No, do not use synthetic data when…
- Real-world edge cases or rare events are critical and difficult to simulate. For example, if you’re trying to predict patient outcomes in clinical trials, synthetic data cannot replace real data.
- You're dealing with highly interconnected data sources that require inter-dataset correlation, e.g, combining two synthetic datasets that were generated independently may lose important relationships).
- You require 100% factual accuracy, such as for auditing or legal use.
Synthetic data is best seen as a complement rather than a total replacement. For example, it can be used to augment small datasets, fill in gaps, or test models before deployment.
Additional points to consider
When choosing whether to use synthetic data, start with these two questions:
- Can you do things with synthetic data in the same way as real data? For example, analytics, hypothesis testing, training other models for downstream tasks.
- Can you do things to synthetic data in the same way as real data? For example, combining database records.
These are important answers to have, because replacing real data with synthetic data is not that simple. Here’s why:
- Synthetic models are only approximations. That means errors and limitations are built in to the model.
- Evaluation metrics aren’t perfect. Tweaking your model to optimize one metric could underweight another metric, for example. No single metric can capture the entire picture.
Lastly, think about what happens when you combine synthetic data with other synthetic data and real data. The result is not necessarily consistent and accurate.
If the datasets are synthesized independently, they may not hold inter-dataset correlations, as is the case for real-world data sources. Therefore, the resulting combined dataset would be less reliable than the individual datasets.
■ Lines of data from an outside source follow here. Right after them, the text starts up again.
//! Device profiles: the model-specific half of the wire protocol
//!
//! A profile knows the command bytes and reply layouts of one scanner
//! family. Everything else (timeouts, retries, reassembly, calibration math)
//! is shared and lives outside the profile.

pub mod cardscan;

use std::fmt;
use std::sync::Arc;

use async_trait::async_trait;
use bytes::Bytes;
use scand_core::{FrameFormat, ScanResult};

use crate::calibration::{CalibrationSet, ChannelLayout};
use crate::command::CommandTransaction;
use crate::transport::UsbIds;

pub use cardscan::CardScanProfile;

/// User-visible scan mode
#[derive(Debug, Clone, Copy, PartialEq, Eq, Hash)]
pub enum ScanMode {
    /// 1-bit black and white from thresholded gray
    Lineart,
    Gray,
    Color,
}

impl ScanMode {
    pub const ALL: [ScanMode; 3] = [ScanMode::Lineart, ScanMode::Gray, ScanMode::Color];

    pub fn name(&self) -> &'static str {
        match self {
            ScanMode::Lineart => "Lineart",
            ScanMode::Gray => "Gray",
            ScanMode::Color => "Color",
        }
    }

    /// Exact match on the canonical name
    pub fn from_name(name: &str) -> Option<Self> {
        Self::ALL.into_iter().find(|m| m.name() == name)
    }

    /// Mode the device is driven in
    pub fn raw_mode(&self) -> RawMode {
        match self {
            ScanMode::Lineart | ScanMode::Gray => RawMode::Gray,
            ScanMode::Color => RawMode::Color,
        }
    }

    pub fn format(&self) -> FrameFormat {
        match self {
            ScanMode::Lineart | ScanMode::Gray => FrameFormat::Gray,
            ScanMode::Color => FrameFormat::Rgb,
        }
    }

    /// Bits per output sample
    pub fn depth(&self) -> u8 {
        match self {
            ScanMode::Lineart => 1,
            ScanMode::Gray | ScanMode::Color => 8,
        }
    }
}

impl fmt::Display for ScanMode {
    fn fmt(&self, f: &mut fmt::Formatter<'_>) -> fmt::Result {
        f.write_str(self.name())
    }
}

/// Acquisition mode on the wire
#[derive(Debug, Clone, Copy, PartialEq, Eq, Hash)]
pub enum RawMode {
    Gray,
    Color,
}

impl RawMode {
    pub fn channels(&self) -> usize {
        match self {
            RawMode::Gray => 1,
            RawMode::Color => 3,
        }
    }
}

/// Vendor and model strings of an attached device
#[derive(Debug, Clone, PartialEq, Eq)]
pub struct DeviceModel {
    pub vendor: String,
    pub model: String,
}

/// Outcome of one lamp warm-up poll
#[derive(Debug, Clone, Copy, PartialEq, Eq)]
pub enum WarmUpState {
    Ready,
    Cold,
    /// Paper sensor reports no document
    NoMedia,
}

/// What a block request delivered
#[derive(Debug, Clone, Copy, PartialEq, Eq)]
pub enum BlockStatus {
    /// Device has no data yet; try again after an idle wait
    NotReady,
    Data { media_present: bool },
}

/// Reply to one block request, header stripped
#[derive(Debug, Clone, PartialEq, Eq)]
pub struct RawBlock {
    pub status: BlockStatus,
    /// Raw sensor bytes, not necessarily whole lines
    pub payload: Bytes,
    /// Scanlines the block was requested for
    pub lines: usize,
}

impl RawBlock {
    pub fn not_ready(lines: usize) -> Self {
        Self {
            status: BlockStatus::NotReady,
            payload: Bytes::new(),
            lines,
        }
    }
}

/// Media state decoded from a reply header
#[derive(Debug, Clone, Copy, PartialEq, Eq)]
pub struct MediaStatus {
    pub media_present: bool,
}

/// Model-specific protocol operations
#[async_trait]
pub trait DeviceProfile: Send + Sync + fmt::Debug {
    fn model(&self) -> &DeviceModel;

    /// Sensor width in pixels
    fn pixels_per_line(&self) -> usize;

    /// Longest page in scanlines
    fn max_lines(&self) -> usize;

    fn supported_modes(&self) -> &[ScanMode];

    /// Sample layout of raw lines in the given mode
    fn channel_layout(&self, mode: RawMode) -> ChannelLayout;

    /// Read the device's dark/light references
    async fn load_calibration(&self, tx: &mut CommandTransaction) -> ScanResult<CalibrationSet>;

    /// One lamp warm-up poll
    async fn warm_up(&self, tx: &mut CommandTransaction, mode: RawMode) -> ScanResult<WarmUpState>;

    /// Request `lines` scanlines of image data
    async fn request_block(
        &self,
        tx: &mut CommandTransaction,
        mode: RawMode,
        lines: usize,
    ) -> ScanResult<RawBlock>;

    /// Decode the status header that precedes every reply
    fn parse_status(&self, header: &[u8]) -> ScanResult<MediaStatus>;

    /// Paper-less scanlines after which the page has ended
    fn trailing_blank_limit(&self) -> usize;

    /// Put the device back to sleep after a page
    async fn power_down(&self, tx: &mut CommandTransaction) -> ScanResult<()>;

    /// Stop an in-flight acquisition; `Ok(false)` when the device has no
    /// such command
    async fn abort(&self, _tx: &mut CommandTransaction) -> ScanResult<bool> {
        Ok(false)
    }

    /// Raw bytes per scanline in the given mode
    fn raw_line_bytes(&self, mode: RawMode) -> usize {
        self.pixels_per_line() * mode.channels()
    }
}

/// Pick the profile for a device by its USB ids
///
/// Only the CardScan family is known; other ids get its protocol with
/// "Unknown" names.
pub fn select_profile(ids: UsbIds) -> Arc<dyn DeviceProfile> {
    Arc::new(CardScanProfile::new(ids))
}

#[cfg(test)]
mod tests {
    use super::*;

    #[test]
    fn test_mode_properties() {
        assert_eq!(ScanMode::Lineart.raw_mode(), RawMode::Gray);
        assert_eq!(ScanMode::Color.format(), FrameFormat::Rgb);
        assert_eq!(ScanMode::Lineart.depth(), 1);
        assert_eq!(ScanMode::from_name("Color"), Some(ScanMode::Color));
        assert_eq!(ScanMode::from_name("color"), None);
    }
}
Benefits of synthetic data
Synthetic data offers a range of benefits, especially for organizations pushing the boundaries of innovation:
Privacy protection: Since it doesn’t contain actual user information, synthetic data reduces the risk of data breaches.
Cost savings: Collecting real-world data — especially at scale — is expensive. Synthetic data eliminates the need for costly data collection, storage, and anonymization.
Faster experimentation: Data scientists and engineers can quickly generate datasets tailored to specific scenarios or edge cases.
Ethical testing: In domains like self-driving cars or healthcare, testing edge scenarios is safer and more ethical using simulated environments.
Best practices for using synthetic data
Here are a few tips for making the most out of synthetic data:
- Validate against real data: Always benchmark synthetic data against real datasets to confirm it retains key characteristics.
- Ensure diversity and coverage: Make sure synthetic data represents the full variety of demographics, behaviors, or events needed.
- Understand the model: Know whether you're using an explicit or implicit model and what its strengths and limitations are.
- Avoid overfitting: Especially when training models on synthetic data, be cautious not to learn patterns that don’t generalize to the real world.
Final thoughts
Synthetic data is a powerful tool in the modern data stack. While it won’t replace real-world data entirely, it opens up new possibilities in AI, analytics, and privacy-first development. From structured transaction logs to photorealistic video simulations, the ability to generate lifelike yet artificial data is reshaping how we build and train intelligent systems.
As generative models continue to evolve, expect synthetic data to play an even larger role in critical fields — from cybersecurity and defense to healthcare, transportation, and beyond.